PH effects on the N-demethylation and formation of the cytochrome P-450 iron II nitrosoalkane complex for erythromycin derivatives

Abstract

The effects of pH on access to the cytochrome P-450 active site, N-demethylation and formation of the cytochrome P-450 Fe(II)-RNO metabolite complex for a series of erythromycin derivatives were examined. Studies were performed with dexamethasone-treated rat liver microsomes containing large amounts of cytochrome P-450 3A isozymes. In addition to factors such as hydrophobicity or hindrance around the dimethyl-amino function, the ionisation state of the N(CH 3) 2 group played an important role in the recognition and metabolism of the substrate by cytochrome P-450. Esterification of the desosamine in the β position of the N(CH 3) 2 group leads to lower p K a values for the R-N + H(CH 3) 2 ag [R-N (CH 3) 2] + H + equilibrium. At physiological pH, the amine group is mainly in the unprotonated form. Consequently, easier access to the protein active site and significant formation of cytochrome P-450 Fe(II)-RNO metabolite complex are observed for these derivatives.
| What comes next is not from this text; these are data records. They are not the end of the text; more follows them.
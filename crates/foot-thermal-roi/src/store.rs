//! Calibration persistence through an injected key-value blob store.

use crate::calibration::{CalibrationError, RoiCalibration};
use log::warn;
use std::collections::HashMap;
use std::fs;
use std::io;
use std::path::{Path, PathBuf};
use std::sync::Mutex;

/// Fixed key the calibration blob is stored under.
pub const CALIBRATION_KEY: &str = "roi_calibration";

#[derive(thiserror::Error, Debug)]
pub enum StoreError {
    #[error(transparent)]
    Io(#[from] io::Error),
    #[error(transparent)]
    Json(#[from] serde_json::Error),
    #[error("stored calibration is invalid: {0}")]
    Invalid(#[from] CalibrationError),
    #[error("blob store lock poisoned")]
    Poisoned,
}

/// Minimal string blob store: load/save by key.
pub trait BlobStore {
    /// Blob stored under `key`, `None` when absent.
    fn load(&self, key: &str) -> Result<Option<String>, StoreError>;
    fn save(&self, key: &str, value: &str) -> Result<(), StoreError>;
    fn remove(&self, key: &str) -> Result<(), StoreError>;
}

impl<S: BlobStore + ?Sized> BlobStore for &S {
    fn load(&self, key: &str) -> Result<Option<String>, StoreError> {
        (**self).load(key)
    }

    fn save(&self, key: &str, value: &str) -> Result<(), StoreError> {
        (**self).save(key, value)
    }

    fn remove(&self, key: &str) -> Result<(), StoreError> {
        (**self).remove(key)
    }
}

/// In-process store, mainly for tests and embedding.
#[derive(Debug, Default)]
pub struct MemoryBlobStore {
    blobs: Mutex<HashMap<String, String>>,
}

impl BlobStore for MemoryBlobStore {
    fn load(&self, key: &str) -> Result<Option<String>, StoreError> {
        let blobs = self.blobs.lock().map_err(|_| StoreError::Poisoned)?;
        Ok(blobs.get(key).cloned())
    }

    fn save(&self, key: &str, value: &str) -> Result<(), StoreError> {
        let mut blobs = self.blobs.lock().map_err(|_| StoreError::Poisoned)?;
        blobs.insert(key.to_owned(), value.to_owned());
        Ok(())
    }

    fn remove(&self, key: &str) -> Result<(), StoreError> {
        let mut blobs = self.blobs.lock().map_err(|_| StoreError::Poisoned)?;
        blobs.remove(key);
        Ok(())
    }
}

/// One `<key>.json` file per blob inside a directory.
#[derive(Debug, Clone)]
pub struct DirBlobStore {
    root: PathBuf,
}

impl DirBlobStore {
    pub fn new(root: impl Into<PathBuf>) -> Self {
        Self { root: root.into() }
    }

    pub fn root(&self) -> &Path {
        &self.root
    }

    fn path_for(&self, key: &str) -> PathBuf {
        self.root.join(format!("{key}.json"))
    }
}

impl BlobStore for DirBlobStore {
    fn load(&self, key: &str) -> Result<Option<String>, StoreError> {
        match fs::read_to_string(self.path_for(key)) {
            Ok(raw) => Ok(Some(raw)),
            Err(e) if e.kind() == io::ErrorKind::NotFound => Ok(None),
            Err(e) => Err(e.into()),
        }
    }

    fn save(&self, key: &str, value: &str) -> Result<(), StoreError> {
        fs::create_dir_all(&self.root)?;
        fs::write(self.path_for(key), value)?;
        Ok(())
    }

    fn remove(&self, key: &str) -> Result<(), StoreError> {
        match fs::remove_file(self.path_for(key)) {
            Ok(()) => Ok(()),
            Err(e) if e.kind() == io::ErrorKind::NotFound => Ok(()),
            Err(e) => Err(e.into()),
        }
    }
}

/// Typed access to the calibration blob under [`CALIBRATION_KEY`].
#[derive(Debug)]
pub struct CalibrationStore<S> {
    backend: S,
}

impl<S: BlobStore> CalibrationStore<S> {
    pub fn new(backend: S) -> Self {
        Self { backend }
    }

    pub fn backend(&self) -> &S {
        &self.backend
    }

    /// Load and validate the calibration. `Ok(None)` when none is stored.
    pub fn load(&self) -> Result<Option<RoiCalibration>, StoreError> {
        let Some(raw) = self.backend.load(CALIBRATION_KEY)? else {
            return Ok(None);
        };
        let calibration: RoiCalibration = serde_json::from_str(&raw)?;
        calibration.validate()?;
        Ok(Some(calibration))
    }

    /// Like [`load`](Self::load), but a missing, unreadable or malformed
    /// blob all read as "no calibration".
    pub fn load_or_none(&self) -> Option<RoiCalibration> {
        match self.load() {
            Ok(calibration) => calibration,
            Err(e) => {
                warn!("ignoring stored calibration: {e}");
                None
            }
        }
    }

    /// Validate and persist `calibration` as pretty JSON.
    pub fn save(&self, calibration: &RoiCalibration) -> Result<(), StoreError> {
        calibration.validate()?;
        let json = serde_json::to_string_pretty(calibration)?;
        self.backend.save(CALIBRATION_KEY, &json)
    }

    pub fn clear(&self) -> Result<(), StoreError> {
        self.backend.remove(CALIBRATION_KEY)
    }
}

#[cfg(test)]
mod tests {
    use super::*;
    use crate::calibration::CalibrationMetadata;
    use crate::region::{NormalizedRoi, RoiSet};
    use foot_thermal_core::FootSide;

    fn calibration() -> RoiCalibration {
        let roi = NormalizedRoi {
            min_row: 0.1,
            max_row: 0.2,
            min_col: 0.3,
            max_col: 0.4,
        };
        RoiCalibration {
            regions: RoiSet {
                hallux: roi,
                first_metatarsal: roi,
                heel: roi,
            },
            metadata: CalibrationMetadata {
                foot_side: FootSide::Left,
                bbox_height: 28,
                bbox_width: 10,
            },
        }
    }

    #[test]
    fn absent_calibration_is_none() {
        let store = CalibrationStore::new(MemoryBlobStore::default());
        assert!(store.load().unwrap().is_none());
        assert!(store.load_or_none().is_none());
    }

    #[test]
    fn save_then_load_in_memory() {
        let store = CalibrationStore::new(MemoryBlobStore::default());
        store.save(&calibration()).unwrap();
        assert_eq!(store.load().unwrap(), Some(calibration()));
        store.clear().unwrap();
        assert!(store.load().unwrap().is_none());
    }

    #[test]
    fn malformed_blob_reads_as_no_calibration() {
        let backend = MemoryBlobStore::default();
        backend.save(CALIBRATION_KEY, "{ not json").unwrap();
        let store = CalibrationStore::new(&backend);
        assert!(matches!(store.load(), Err(StoreError::Json(_))));
        assert!(store.load_or_none().is_none());

        let mut bad = serde_json::to_value(calibration()).unwrap();
        bad["hallux"]["minRowNorm"] = serde_json::json!(0.9);
        backend.save(CALIBRATION_KEY, &bad.to_string()).unwrap();
        assert!(matches!(store.load(), Err(StoreError::Invalid(_))));
        assert!(store.load_or_none().is_none());
    }

    #[test]
    fn directory_store_round_trip() {
        let dir = tempfile::tempdir().unwrap();
        let store = CalibrationStore::new(DirBlobStore::new(dir.path().join("nested")));
        assert!(store.load().unwrap().is_none());
        store.save(&calibration()).unwrap();
        assert!(dir.path().join("nested/roi_calibration.json").exists());
        assert_eq!(store.load().unwrap(), Some(calibration()));
        store.clear().unwrap();
        store.clear().unwrap();
        assert!(store.load().unwrap().is_none());
    }
}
These results led us to interpret the formation of cytochrome P-450 Fe(II)-RNO metabolite complex as a series of multiple steps equilibria depending on the ionisation state of the N(CH 3) 2 group, the partition coefficient of the substrate between the microsomal layer and the aqueous media and a series of metabolic reactions leading partially to the final inhibitory nitrosoalkane-cytochrome P-450 Fe(II) complex.